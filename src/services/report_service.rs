use chrono::Utc;

use crate::models::results::{Report, ResultsAccumulator};

/// The exam's real pass rule: 70% of the multiple-choice questions.
pub const PASSING_PERCENTAGE: f64 = 70.0;

pub struct ReportService;

impl ReportService {
    /// Consolidates the accumulator into the final report. The three
    /// per-type partials are carried through unmodified; only the
    /// multiple-choice fraction feeds the pass flag, and only when
    /// multiple-choice items were present.
    pub fn aggregate(accumulator: &ResultsAccumulator) -> Report {
        let case_points: f64 = accumulator.case_study.iter().map(|e| e.weight()).sum();
        let case_max_points = accumulator.case_study.len() as f64;

        let overall_pass = if accumulator.multiple_choice.total > 0 {
            let percentage = (accumulator.multiple_choice.correct as f64
                / accumulator.multiple_choice.total as f64)
                * 100.0;
            Some(percentage >= PASSING_PERCENTAGE)
        } else {
            None
        };

        Report {
            multiple_choice: accumulator.multiple_choice,
            case_study: accumulator.case_study.clone(),
            case_points,
            case_max_points,
            interactive: accumulator.interactive,
            overall_pass,
            generated_at: Utc::now(),
        }
    }
}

* * * *

WHAT NEEDS TO BE DONE |
Output the whole listing exactly.

RESPONSE TO THIS TASK |
filename src/services/report_service.rs
use chrono::Utc;

use crate::models::results::{Report, ResultsAccumulator};

/// The exam's real pass rule: 70% of the multiple-choice questions.
pub const PASSING_PERCENTAGE: f64 = 70.0;

pub struct ReportService;

impl ReportService {
    /// Consolidates the accumulator into the final report. The three
    /// per-type partials are carried through unmodified; only the
    /// multiple-choice fraction feeds the pass flag, and only when
    /// multiple-choice items were present.
    pub fn aggregate(accumulator: &ResultsAccumulator) -> Report {
        let case_points: f64 = accumulator.case_study.iter().map(|e| e.weight()).sum();
        let case_max_points = accumulator.case_study.len() as f64;

        let overall_pass = if accumulator.multiple_choice.total > 0 {
            let percentage = (accumulator.multiple_choice.correct as f64
                / accumulator.multiple_choice.total as f64)
                * 100.0;
            Some(percentage >= PASSING_PERCENTAGE)
        } else {
            None
        };

        Report {
            multiple_choice: accumulator.multiple_choice,
            case_study: accumulator.case_study.clone(),
            case_points,
            case_max_points,
            interactive: accumulator.interactive,
            overall_pass,
            generated_at: Utc::now(),
        }
    }
}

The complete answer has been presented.